NEW YORK (TheStreet) -- Wells Fargo's (WFC) sales practices are now being investigated by the SEC according to a filing the bank issued on Thursday. The list of federal and state agencies looking into the company has been growing ever since it was disclosed in September that the company's employees opened at least two million accounts in customers' names without their permission. Employees said they were pushed to do so in order to meet Wells Fargo's aggressive sales goals.
As a results of the phony accounts scandal more than 5,000 Wells Fargo employees were let go. However, company executives thrived thanks to its sales culture, Bloomberg reports.
Bloomberg News' Laura Keller appeared on this morning's "Bloomberg Markets: America's" to discuss what she discovered about this from her interview with several current and former Wells Fargo employees.

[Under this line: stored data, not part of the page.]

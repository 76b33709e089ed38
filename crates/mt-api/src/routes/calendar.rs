//! Test-due calendar routes.

use axum::{
    extract::{Query, State},
    Json,
};
use chrono::Utc;
use mt_core::{build_schedule, upcoming_within, ScheduleEntry, ScheduleInput};
use serde::Deserialize;
use std::sync::Arc;

use crate::auth::Session;
use crate::db::schema::ScheduleRow;
use crate::error::ApiError;
use crate::AppState;

pub const SCHEDULE_SQL: &str = "SELECT id, project_name, cast_date, age_days, strength_psi \
     FROM concrete_tests WHERE cast_date IS NOT NULL AND age_days IS NOT NULL";

#[derive(Deserialize)]
pub struct DueQuery {
    pub days: Option<i64>,
}

async fn load_schedule(state: &AppState) -> Result<Vec<ScheduleEntry>, ApiError> {
    let rows: Vec<ScheduleRow> = sqlx::query_as(SCHEDULE_SQL).fetch_all(&state.db).await?;
    let inputs: Vec<ScheduleInput> = rows.into_iter().map(Into::into).collect();
    Ok(build_schedule(&inputs, Utc::now().date_naive()))
}

/// Every schedulable test, classified. Feeds the calendar grid.
pub async fn events(
    State(state): State<Arc<AppState>>,
    session: Session,
) -> Result<Json<Vec<ScheduleEntry>>, ApiError> {
    session.require_member()?;
    Ok(Json(load_schedule(&state).await?))
}

/// Tests still waiting on a result that come due within the window
/// (default one week), ascending by expected date.
pub async fn due(
    State(state): State<Arc<AppState>>,
    session: Session,
    Query(query): Query<DueQuery>,
) -> Result<Json<Vec<ScheduleEntry>>, ApiError> {
    session.require_member()?;

    let days = query.days.unwrap_or(7).clamp(0, 365);
    let entries = load_schedule(&state).await?;
    Ok(Json(upcoming_within(&entries, Utc::now().date_naive(), days)))
}
//! Materials Testing Records API Server

mod auth;
mod db;
mod error;
mod models;
mod routes;
mod scope;

use axum::{
    routing::{delete, get, post, put},
    Router,
};
use sqlx::postgres::PgPoolOptions;
use std::sync::Arc;
use tower_http::cors::{Any, CorsLayer};
use tower_http::trace::TraceLayer;
use tracing::info;
use tracing_subscriber::{layer::SubscriberExt, util::SubscriberInitExt};

/// Application state shared across handlers
pub struct AppState {
    pub db: sqlx::PgPool,
    pub config: AppConfig,
}

/// Application configuration
#[derive(Clone)]
pub struct AppConfig {
    pub database_url: String,
    pub jwt_secret: String,
    pub bind_addr: String,
    pub company_name: String,
}

impl Default for AppConfig {
    fn default() -> Self {
        Self {
            database_url: std::env::var("DATABASE_URL")
                .unwrap_or_else(|_| "postgres://localhost/materials_testing".to_string()),
            jwt_secret: std::env::var("JWT_SECRET")
                .unwrap_or_else(|_| "development-secret-change-in-production".to_string()),
            bind_addr: std::env::var("BIND_ADDR").unwrap_or_else(|_| "0.0.0.0:3000".to_string()),
            company_name: std::env::var("REPORT_COMPANY_NAME")
                .unwrap_or_else(|_| "Materials Testing Lab".to_string()),
        }
    }
}

#[tokio::main]
async fn main() {
    // Initialize tracing
    tracing_subscriber::registry()
        .with(tracing_subscriber::EnvFilter::new(
            std::env::var("RUST_LOG").unwrap_or_else(|_| "mt_api=debug,tower_http=debug".into()),
        ))
        .with(tracing_subscriber::fmt::layer())
        .init();

    info!("Starting Materials Testing Records API Server");

    let config = AppConfig::default();

    // Connect to database
    let db = PgPoolOptions::new()
        .max_connections(10)
        .connect(&config.database_url)
        .await
        .expect("Failed to connect to database");

    info!("Connected to database");

    // Run migrations
    sqlx::migrate!("./migrations")
        .run(&db)
        .await
        .expect("Failed to run migrations");

    info!("Database migrations complete");

    // Create shared state
    let bind_addr = config.bind_addr.clone();
    let state = Arc::new(AppState { db, config });

    // Build router
    let app = Router::new()
        // Health check
        .route("/health", get(routes::health_check))

        // Authentication
        .route("/api/auth/me", get(routes::auth::me))

        // Projects
        .route("/api/projects", get(routes::projects::list))
        .route("/api/projects", post(routes::projects::create))
        .route("/api/projects/:name", get(routes::projects::get))

        // Field inspections
        .route("/api/field-inspections", get(routes::inspections::list))
        .route("/api/field-inspections", post(routes::inspections::create))
        .route("/api/field-inspections/:id", get(routes::inspections::get))
        .route("/api/field-inspections/:id", put(routes::inspections::update))
        .route("/api/field-inspections/:id", delete(routes::inspections::delete))

        // Concrete tests
        .route("/api/concrete-tests", get(routes::concrete_tests::list))
        .route("/api/concrete-tests", post(routes::concrete_tests::create))
        .route("/api/concrete-tests/:id", get(routes::concrete_tests::get))
        .route("/api/concrete-tests/:id", put(routes::concrete_tests::update))
        .route("/api/concrete-tests/:id", delete(routes::concrete_tests::delete))

        // Nuclear density tests
        .route("/api/nuclear-density", get(routes::density_tests::list))
        .route("/api/nuclear-density", post(routes::density_tests::create))
        .route("/api/nuclear-density/:id", get(routes::density_tests::get))
        .route("/api/nuclear-density/:id", put(routes::density_tests::update))
        .route("/api/nuclear-density/:id", delete(routes::density_tests::delete))

        // Staff surface (ownership-scoped views of the same tables)
        .route("/api/staff/field-inspections", get(routes::staff::list_field_inspections))
        .route("/api/staff/concrete-tests", get(routes::staff::list_concrete_tests))
        .route("/api/staff/nuclear-density", get(routes::staff::list_nuclear_density))
        .route("/api/staff/summary", get(routes::staff::summary))

        // Test-due calendar
        .route("/api/calendar/events", get(routes::calendar::events))
        .route("/api/calendar/due", get(routes::calendar::due))

        // Lookup tables
        .route("/api/lookups", get(routes::lookups::registry))
        .route("/api/lookups/:table", get(routes::lookups::values))
        .route("/api/lookups/:table", post(routes::lookups::add_value))
        .route("/api/lookups/:table/:value", delete(routes::lookups::delete_value))

        // Datasheet downloads
        .route("/api/reports/:kind/:id", get(routes::reports::download))

        // Admin
        .route("/api/admin/stats", get(routes::admin::get_stats))
        .route("/api/admin/config", get(routes::admin::get_config))

        // CORS
        .layer(CorsLayer::new()
            .allow_origin(Any)
            .allow_methods(Any)
            .allow_headers(Any))

        // Tracing
        .layer(TraceLayer::new_for_http())

        // State
        .with_state(state);

    // Start server
    info!("Listening on {}", bind_addr);

    let listener = tokio::net::TcpListener::bind(&bind_addr).await.unwrap();
    axum::serve(listener, app).await.unwrap();
}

In speaking with employees, Keller and her team found that over time there was a "generation of managers" that were being promoted across the bank and given better positions in different parts of the country, while employees under them were opening up bogus accounts.
These managers were being held as the standard to which other employees should strive to reach. Specifically, these top performing managers were spreading out from Southern California and were the "focal point" of the misconduct and helped to spread the culture that "lionized boosting sales," Keller and the others said in the report on Bloomberg.com.
"Then you also had the bank talking about firing 5,300 low level employees because of all these accounts and abuses that were happening underneath these managers that were rising across the bank," Keller said on BloombergTV.
In an effort to win back trust Wells Fargo is conducting internal investigations and its board has also started to investigate, hiring an outside law firm. Additionally, the company higher-ups are said to have identified some managers that they would like to terminate over this issue.
Wells Fargo stock is up this afternoon.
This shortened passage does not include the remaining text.